When the ward attains majority.
(ii) When the ward dies before attaining majority.

Three years.

When the ward dies."

Article 44 of the Act of 1908 read as under:

"44. By a ward who has attained majority to set aside a transfer of property by his guardian.

Three years.

When the ward attains majority".

Article 44 of the Act of 1877 was as follows:

"44. By a ward who has attained majority to set aside a sale of his guardian.

Three years.

When the ward attains majority".

34.5. De facto guardian.- The courts are sharply divided as to whether the word "guardian" occurring in this article, includes a "de facto" guardian. The Madras High Court,1 the Punjab High Court2, and the Jammu and Kashmir High Courts,3 have held that an article takes care of "de facto guardian". On the other hand, the Patna High Court4 has held that another article (Article 144 of the Act of 19085) would apply to a suit to set aside an alienation made by the de facto guardian of a Hindu minor.

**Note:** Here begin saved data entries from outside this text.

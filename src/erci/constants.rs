//! Wire constants for the ERCI (ring-switched antenna control) protocol,
//! grounded on `r3erci/constants.py`.

use enum_primitive_derive::Primitive;
use num_traits::{FromPrimitive, ToPrimitive};

/// Reserved header byte, always zero.
pub const RESERVED_VALUE: u8 = 0x00;

/// Protocol version carried in every frame's header.
pub const PROTOCOL_VERSION: u8 = 0x03;

/// UDP port ERCI listens on.
pub const PORT: u16 = 12200;

/// Size of the fixed 4-byte header: `reserved | version | command | seq`.
pub const HEADER_SIZE: usize = 4;

/// Encoded length of a MAC address field.
pub const MAC_ADDRESS_LENGTH: usize = 6;

/// Encoded length of a serial number field (zero-padded ASCII).
pub const SERIAL_NUMBER_LENGTH: usize = 26;

/// Encoded length of one station id entry in a CSI response.
pub const STAID_LENGTH: usize = 2;

/// Number of stations a CSI response reports.
pub const CSI_STATION_COUNT: usize = 20;

/// Divisor CSI magnitude values are scaled by on the wire (`1 << 24`).
pub const CSI_SCALE: f64 = 16_777_216.0;

/// Node lifecycle state, as reported by `STATE_RESPONSE`.
#[derive(Debug, Clone, Copy, PartialEq, Eq, Primitive)]
pub enum ErciState {
    /// Unknown/uninitialized.
    Invalid = 0,
    /// Powered on, not yet accepting configuration.
    Startup = 1,
    /// Idle, accepts `SELECT_CONFIG`.
    Ready = 2,
    /// A ring is actively running.
    Running = 3,
    /// Re-applying configuration while already running.
    Reconfiguring = 4,
    /// Faulted; requires intervention.
    Fault = 5,
    /// Under maintenance.
    Maintenance = 6,
    /// A configuration has been selected but the ring hasn't started.
    Configured = 7,
}

impl ErciState {
    /// Decode a wire byte, if it names a known state.
    pub fn from_u8(raw: u8) -> Option<Self> {
        FromPrimitive::from_u8(raw)
    }

    /// The wire byte for this state.
    pub fn to_u8(self) -> u8 {
        ToPrimitive::to_u8(&self).expect("ErciState always fits in a u8")
    }
}

/// ERCI command ids.
#[derive(Debug, Clone, Copy, PartialEq, Eq, Primitive)]
pub enum ErciCmd {
    /// Never sent or received; an empty/unrecognized command decodes to this.
    Invalid = 0,
    /// Selects a ring configuration, ring, and antenna.
    SelectConfig = 1,
    /// Switches the active ring and antenna without reselecting a config.
    SwitchRing = 2,
    /// Starts the currently selected ring.
    Start = 3,
    /// Stops the currently running ring.
    Stop = 4,
    /// Reply to a command that doesn't have its own response type.
    CommandResult = 5,
    /// Requests the node's current state.
    StateQuery = 6,
    /// Reply to [`ErciCmd::StateQuery`].
    StateResponse = 7,
    /// Requests a free-text diagnostic description.
    DiagnosticDescriptionQuery = 8,
    /// Reply to [`ErciCmd::DiagnosticDescriptionQuery`].
    DiagnosticDescriptionResponse = 9,
    /// Switches only the active antenna.
    SwitchAntenna = 10,
    /// Sets the node's configuration-mode flag.
    SetConfigMode = 11,
    /// Queries a node's MAC address and serial number.
    PassportQuery = 12,
    /// Reply to [`ErciCmd::PassportQuery`].
    PassportQueryResponse = 13,
    /// Reboots the node.
    Reboot = 128,
    /// Requests the channel state information matrix.
    GetCsiQuery = 129,
    /// Reply to [`ErciCmd::GetCsiQuery`].
    GetCsiResponse = 130,
}

impl ErciCmd {
    /// Decode a wire command byte.
    pub fn from_u8(raw: u8) -> Option<Self> {
        FromPrimitive::from_u8(raw)
    }

    /// The wire byte for this command.
    pub fn to_u8(self) -> u8 {
        ToPrimitive::to_u8(&self).expect("ErciCmd always fits in a u8")
    }
}

impl std::fmt::Display for ErciCmd {
    fn fmt(&self, f: &mut std::fmt::Formatter<'_>) -> std::fmt::Result {
        let name = match self {
            ErciCmd::Invalid => "INVALID",
            ErciCmd::SelectConfig => "SELECT_CONFIG",
            ErciCmd::SwitchRing => "SWITCH_RING",
            ErciCmd::Start => "START",
            ErciCmd::Stop => "STOP",
            ErciCmd::CommandResult => "COMMAND_RESULT",
            ErciCmd::StateQuery => "STATE_QUERY",
            ErciCmd::StateResponse => "STATE_RESPONSE",
            ErciCmd::DiagnosticDescriptionQuery => "DIAGNOSTIC_DESCRIPTION_QUERY",
            ErciCmd::DiagnosticDescriptionResponse => "DIAGNOSTIC_DESCRIPTION_RESPONSE",
            ErciCmd::SwitchAntenna => "SWITCH_ANTENNA",
            ErciCmd::SetConfigMode => "SET_CONFIGMODE",
            ErciCmd::PassportQuery => "PASSPORT_QUERY",
            ErciCmd::PassportQueryResponse => "PASSPORT_QUERY_RESPONSE",
            ErciCmd::Reboot => "REBOOT",
            ErciCmd::GetCsiQuery => "GET_CSI_QUERY",
            ErciCmd::GetCsiResponse => "GET_CSI_RESPONSE",
        };
        f.write_str(name)
    }
}

/// Sentinel values for an unselected config/ring/antenna, per `ErciInvalid`.
pub const INVALID_CONFIG: u8 = 0;
/// See [`INVALID_CONFIG`].
pub const INVALID_RING: u8 = 0;
/// See [`INVALID_CONFIG`].
pub const INVALID_ANTENNA: u8 = 0;

/// Result codes carried in `COMMAND_RESULT` and other response frames.
#[derive(Debug, Clone, Copy, PartialEq, Eq, Primitive)]
pub enum ErciResultCode {
    /// Unknown/uninitialized.
    Invalid = 0,
    /// The command succeeded.
    Success = 65,
    /// An unspecified failure occurred.
    GenericError = 70,
    /// The command is not valid in the node's current state.
    WrongState = 71,
    /// The received message was malformed.
    InvalidMessageReceived = 72,
    /// The received message's data was invalid.
    InvalidDataReceived = 73,
    /// No configuration is available to act on.
    NoConfigAvailable = 74,
}

impl ErciResultCode {
    /// Decode a wire result-code byte.
    pub fn from_u8(raw: u8) -> Option<Self> {
        FromPrimitive::from_u8(raw)
    }

    /// The wire byte for this result code.
    pub fn to_u8(self) -> u8 {
        ToPrimitive::to_u8(&self).expect("ErciResultCode always fits in a u8")
    }
}

/// How a command's declared packet length constrains the frame it's carried
/// in, per `PacketLengthType`.
#[derive(Debug, Clone, Copy, PartialEq, Eq)]
pub enum PacketLengthKind {
    /// The frame must be at least this many bytes.
    Minimum,
    /// The frame must be exactly this many bytes.
    Exact,
    /// The frame must be at most this many bytes.
    Maximum,
}

/// The length (in bytes) and length-kind a frame carrying `cmd` must satisfy,
/// per `GetPacketLength`. Returns `None` for [`ErciCmd::Invalid`], which
/// should never be framed.
pub fn packet_length(cmd: ErciCmd) -> Option<(usize, PacketLengthKind)> {
    use PacketLengthKind::*;
    Some(match cmd {
        ErciCmd::Invalid => return None,
        ErciCmd::SelectConfig => (7, Exact),
        ErciCmd::SwitchRing => (6, Exact),
        ErciCmd::Start | ErciCmd::Stop | ErciCmd::StateQuery | ErciCmd::DiagnosticDescriptionQuery
        | ErciCmd::Reboot => (4, Exact),
        ErciCmd::CommandResult => (6, Minimum),
        ErciCmd::StateResponse => (8, Exact),
        ErciCmd::DiagnosticDescriptionResponse => (5, Minimum),
        ErciCmd::SwitchAntenna => (5, Exact),
        ErciCmd::SetConfigMode => (5, Exact),
        ErciCmd::PassportQuery => (36, Exact),
        ErciCmd::PassportQueryResponse => (37, Exact),
        ErciCmd::GetCsiResponse => (
            4 + 1 + CSI_STATION_COUNT * STAID_LENGTH
                + (CSI_STATION_COUNT * (CSI_STATION_COUNT - 1) / 2) * 4,
            Maximum,
        ),
        ErciCmd::GetCsiQuery => (4, Minimum),
    })
}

1. (a) Ramachandran v. Rumkangadan, AIR 1975 Mad 60; (b) Sivanmalai Goundan v. Arunchala Goundan, AIR 1938 Mad 822.

2. Aran Nath v. Ba! Kishan, AIR 1959 Punj 313.

3. Lok Nath v. Rohlu Ram, AIR 1951 J&K 25.

4. Kailash Chandra Pradhan v. Rajani Kanta, AIR 1945 Pat 298.

5. Cf. present Article 65.

34.6. Recommendation as to Guardians and Wards Act reiterated.- We should mention in this context that the Law Commission,1 in its Report on the Guardians and Wards Act, 1890 has recommended the addition in section 4(2) of that Act, of a suitable Explanation which would make it clear that a de facto guardian is included within the definition of 'guardian' for the purposes of that Act. We are of the view that if this recommendation is accepted, the controversy should not survive in relation to the law of Limitation also. We reiterate the recommendation made with reference to the Guardians and Wards Act,7 1890.

1. Law Commission of India, 83rd Report (Guardians and Wards Act, 1890), para. 4.13.

2. To be carried out with reference to the Guardians and Wards Act, 1890.